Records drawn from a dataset
⟨
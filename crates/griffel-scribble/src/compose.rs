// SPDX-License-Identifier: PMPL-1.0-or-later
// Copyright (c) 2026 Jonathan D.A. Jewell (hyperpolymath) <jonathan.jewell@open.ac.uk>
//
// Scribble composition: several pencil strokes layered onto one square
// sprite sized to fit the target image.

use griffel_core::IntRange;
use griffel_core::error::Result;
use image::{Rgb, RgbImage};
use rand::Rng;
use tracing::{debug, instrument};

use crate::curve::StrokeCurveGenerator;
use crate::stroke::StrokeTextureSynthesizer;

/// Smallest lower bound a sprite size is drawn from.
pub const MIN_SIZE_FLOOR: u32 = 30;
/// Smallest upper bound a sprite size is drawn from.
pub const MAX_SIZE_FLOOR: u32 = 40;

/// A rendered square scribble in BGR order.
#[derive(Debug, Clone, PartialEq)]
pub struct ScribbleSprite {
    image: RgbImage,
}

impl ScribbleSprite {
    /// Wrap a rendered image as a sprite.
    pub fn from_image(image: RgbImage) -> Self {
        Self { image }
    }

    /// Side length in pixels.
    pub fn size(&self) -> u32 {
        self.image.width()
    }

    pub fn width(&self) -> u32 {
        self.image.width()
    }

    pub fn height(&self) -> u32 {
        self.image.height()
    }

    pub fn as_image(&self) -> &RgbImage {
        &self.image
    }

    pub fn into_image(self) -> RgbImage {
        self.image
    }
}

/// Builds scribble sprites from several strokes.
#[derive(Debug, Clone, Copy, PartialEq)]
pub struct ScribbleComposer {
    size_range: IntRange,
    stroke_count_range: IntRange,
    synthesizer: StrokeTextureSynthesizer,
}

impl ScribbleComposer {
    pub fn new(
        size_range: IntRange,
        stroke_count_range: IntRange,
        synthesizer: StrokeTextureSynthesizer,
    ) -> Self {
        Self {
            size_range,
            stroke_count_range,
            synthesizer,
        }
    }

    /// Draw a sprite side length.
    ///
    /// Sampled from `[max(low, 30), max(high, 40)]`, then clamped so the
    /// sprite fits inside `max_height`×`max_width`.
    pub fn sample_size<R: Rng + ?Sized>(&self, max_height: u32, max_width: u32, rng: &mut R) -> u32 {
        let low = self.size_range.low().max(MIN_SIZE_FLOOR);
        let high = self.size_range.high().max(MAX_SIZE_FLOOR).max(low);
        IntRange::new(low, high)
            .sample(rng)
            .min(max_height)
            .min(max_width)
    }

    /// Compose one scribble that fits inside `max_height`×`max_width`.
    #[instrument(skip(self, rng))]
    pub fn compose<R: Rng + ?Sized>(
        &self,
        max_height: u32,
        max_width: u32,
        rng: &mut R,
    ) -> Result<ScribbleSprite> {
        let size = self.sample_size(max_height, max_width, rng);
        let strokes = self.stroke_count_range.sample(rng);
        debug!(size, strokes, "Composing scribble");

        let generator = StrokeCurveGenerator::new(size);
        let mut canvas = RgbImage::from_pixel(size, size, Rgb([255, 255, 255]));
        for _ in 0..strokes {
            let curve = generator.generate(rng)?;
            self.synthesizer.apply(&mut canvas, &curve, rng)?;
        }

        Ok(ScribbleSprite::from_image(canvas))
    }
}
⟩
⟨
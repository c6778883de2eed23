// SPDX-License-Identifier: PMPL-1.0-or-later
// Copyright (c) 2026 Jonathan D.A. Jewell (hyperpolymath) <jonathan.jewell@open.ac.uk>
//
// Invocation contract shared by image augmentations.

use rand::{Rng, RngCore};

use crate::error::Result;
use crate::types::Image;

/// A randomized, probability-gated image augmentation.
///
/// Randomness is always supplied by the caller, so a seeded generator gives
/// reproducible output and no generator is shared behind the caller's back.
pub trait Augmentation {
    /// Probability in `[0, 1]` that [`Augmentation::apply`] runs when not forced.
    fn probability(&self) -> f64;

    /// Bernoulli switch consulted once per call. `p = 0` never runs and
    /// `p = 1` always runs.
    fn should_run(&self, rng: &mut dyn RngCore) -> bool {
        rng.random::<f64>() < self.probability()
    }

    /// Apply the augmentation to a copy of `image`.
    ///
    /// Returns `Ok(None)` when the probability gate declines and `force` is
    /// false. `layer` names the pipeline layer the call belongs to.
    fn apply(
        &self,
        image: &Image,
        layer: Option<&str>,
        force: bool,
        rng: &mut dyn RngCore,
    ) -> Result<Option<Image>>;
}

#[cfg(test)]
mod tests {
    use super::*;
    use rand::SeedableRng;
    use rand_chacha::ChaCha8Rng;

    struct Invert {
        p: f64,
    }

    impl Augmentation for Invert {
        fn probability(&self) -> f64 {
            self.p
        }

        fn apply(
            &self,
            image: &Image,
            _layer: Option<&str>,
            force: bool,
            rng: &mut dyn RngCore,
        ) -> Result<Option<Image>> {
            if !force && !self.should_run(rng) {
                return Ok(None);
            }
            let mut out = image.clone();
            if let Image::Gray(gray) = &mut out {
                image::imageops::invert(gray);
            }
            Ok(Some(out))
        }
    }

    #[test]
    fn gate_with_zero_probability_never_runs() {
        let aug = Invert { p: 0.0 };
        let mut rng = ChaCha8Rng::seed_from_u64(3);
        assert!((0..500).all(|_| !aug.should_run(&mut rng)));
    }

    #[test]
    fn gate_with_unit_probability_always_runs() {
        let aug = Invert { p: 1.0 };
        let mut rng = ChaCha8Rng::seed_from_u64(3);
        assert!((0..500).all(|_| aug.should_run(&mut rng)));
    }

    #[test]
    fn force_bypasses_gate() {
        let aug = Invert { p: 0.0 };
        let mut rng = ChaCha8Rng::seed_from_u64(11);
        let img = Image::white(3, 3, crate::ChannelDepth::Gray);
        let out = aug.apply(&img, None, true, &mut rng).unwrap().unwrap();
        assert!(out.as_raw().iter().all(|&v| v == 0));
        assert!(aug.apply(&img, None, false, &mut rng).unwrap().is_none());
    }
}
⟩
⟨
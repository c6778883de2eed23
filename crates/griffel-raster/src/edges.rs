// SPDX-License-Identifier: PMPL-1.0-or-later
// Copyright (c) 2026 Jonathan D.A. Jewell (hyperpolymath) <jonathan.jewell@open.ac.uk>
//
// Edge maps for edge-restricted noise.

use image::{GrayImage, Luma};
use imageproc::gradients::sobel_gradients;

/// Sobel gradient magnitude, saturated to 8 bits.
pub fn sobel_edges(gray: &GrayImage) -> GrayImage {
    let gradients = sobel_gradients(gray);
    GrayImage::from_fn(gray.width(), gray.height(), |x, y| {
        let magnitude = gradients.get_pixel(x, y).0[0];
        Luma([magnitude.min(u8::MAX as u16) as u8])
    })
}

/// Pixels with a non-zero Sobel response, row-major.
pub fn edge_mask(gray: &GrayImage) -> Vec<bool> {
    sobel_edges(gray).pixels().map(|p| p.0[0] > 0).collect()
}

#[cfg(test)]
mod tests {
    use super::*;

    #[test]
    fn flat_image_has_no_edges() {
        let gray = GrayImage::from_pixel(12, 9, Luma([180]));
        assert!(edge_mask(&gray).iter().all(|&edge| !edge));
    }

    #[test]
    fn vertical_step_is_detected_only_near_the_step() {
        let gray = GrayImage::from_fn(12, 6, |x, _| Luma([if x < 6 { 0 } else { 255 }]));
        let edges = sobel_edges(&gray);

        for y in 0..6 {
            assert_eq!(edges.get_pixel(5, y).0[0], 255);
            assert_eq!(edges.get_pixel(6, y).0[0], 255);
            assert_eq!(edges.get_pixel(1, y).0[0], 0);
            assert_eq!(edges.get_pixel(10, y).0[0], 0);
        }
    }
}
⟩
◆ Exercise objective
Work out how many lines in the entries hold the string "Luma". Your answer should consist solely of that number.

◆ Result
4